■ Activity ■
Print the data below exactly as it appears.

Data items:
____________

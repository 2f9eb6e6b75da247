use chrono::{DateTime, Utc};
use serde::{Deserialize, Serialize};
use std::sync::Arc;

use crate::error::SynthesisError;

#[derive(Debug, Clone, PartialEq, Serialize, Deserialize)]
#[serde(default)]
pub struct VoiceOptions {
    /// Speaking rate (1.0 = normal)
    pub rate: f32,
    pub pitch: f32,
    /// Volume (0.0 to 1.0)
    pub volume: f32,
    /// Preferred voice name, if the backend offers a choice
    pub voice: Option<String>,
}

impl Default for VoiceOptions {
    fn default() -> Self {
        Self {
            rate: 1.0,
            pitch: 1.0,
            volume: 1.0,
            voice: None,
        }
    }
}

#[derive(Debug, Clone, PartialEq, Serialize, Deserialize)]
#[serde(default)]
pub struct SynthesisSettings {
    /// Speak translations of the local participant's own messages
    pub auto_speak: bool,
    pub voice: VoiceOptions,
}

impl Default for SynthesisSettings {
    fn default() -> Self {
        Self {
            auto_speak: true,
            voice: VoiceOptions::default(),
        }
    }
}

/// One "speak this text" request
#[derive(Debug, Clone, PartialEq)]
pub struct SynthesisTask {
    pub text: String,
    pub language: String,
    pub voice: VoiceOptions,
    pub enqueued_at: DateTime<Utc>,
}

impl SynthesisTask {
    pub fn new(text: impl Into<String>, language: impl Into<String>, voice: VoiceOptions) -> Self {
        Self {
            text: text.into(),
            language: language.into(),
            voice,
            enqueued_at: Utc::now(),
        }
    }
}

/// Speech synthesis capability
#[async_trait::async_trait]
pub trait Synthesizer: Send + Sync {
    fn name(&self) -> &str;

    /// Speak `task`, resolving when the utterance completes or fails
    async fn speak(&self, task: &SynthesisTask) -> Result<(), SynthesisError>;

    /// Cut off the utterance currently playing
    async fn cancel(&self);
}

pub enum SynthesisCapability {
    Available(Arc<dyn Synthesizer>),
    Unavailable,
}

____________

■ Output for this task ■
repository 2f9eb6e6b75da247
use chrono::{DateTime, Utc};
use serde::{Deserialize, Serialize};
use std::sync::Arc;

use crate::error::SynthesisError;

#[derive(Debug, Clone, PartialEq, Serialize, Deserialize)]
#[serde(default)]
pub struct VoiceOptions {
    /// Speaking rate (1.0 = normal)
    pub rate: f32,
    pub pitch: f32,
    /// Volume (0.0 to 1.0)
    pub volume: f32,
    /// Preferred voice name, if the backend offers a choice
    pub voice: Option<String>,
}

impl Default for VoiceOptions {
    fn default() -> Self {
        Self {
            rate: 1.0,
            pitch: 1.0,
            volume: 1.0,
            voice: None,
        }
    }
}

#[derive(Debug, Clone, PartialEq, Serialize, Deserialize)]
#[serde(default)]
pub struct SynthesisSettings {
    /// Speak translations of the local participant's own messages
    pub auto_speak: bool,
    pub voice: VoiceOptions,
}

impl Default for SynthesisSettings {
    fn default() -> Self {
        Self {
            auto_speak: true,
            voice: VoiceOptions::default(),
        }
    }
}

/// One "speak this text" request
#[derive(Debug, Clone, PartialEq)]
pub struct SynthesisTask {
    pub text: String,
    pub language: String,
    pub voice: VoiceOptions,
    pub enqueued_at: DateTime<Utc>,
}

impl SynthesisTask {
    pub fn new(text: impl Into<String>, language: impl Into<String>, voice: VoiceOptions) -> Self {
        Self {
            text: text.into(),
            language: language.into(),
            voice,
            enqueued_at: Utc::now(),
        }
    }
}

/// Speech synthesis capability
#[async_trait::async_trait]
pub trait Synthesizer: Send + Sync {
    fn name(&self) -> &str;

    /// Speak `task`, resolving when the utterance completes or fails
    async fn speak(&self, task: &SynthesisTask) -> Result<(), SynthesisError>;

    /// Cut off the utterance currently playing
    async fn cancel(&self);
}

pub enum SynthesisCapability {
    Available(Arc<dyn Synthesizer>),
    Unavailable,
}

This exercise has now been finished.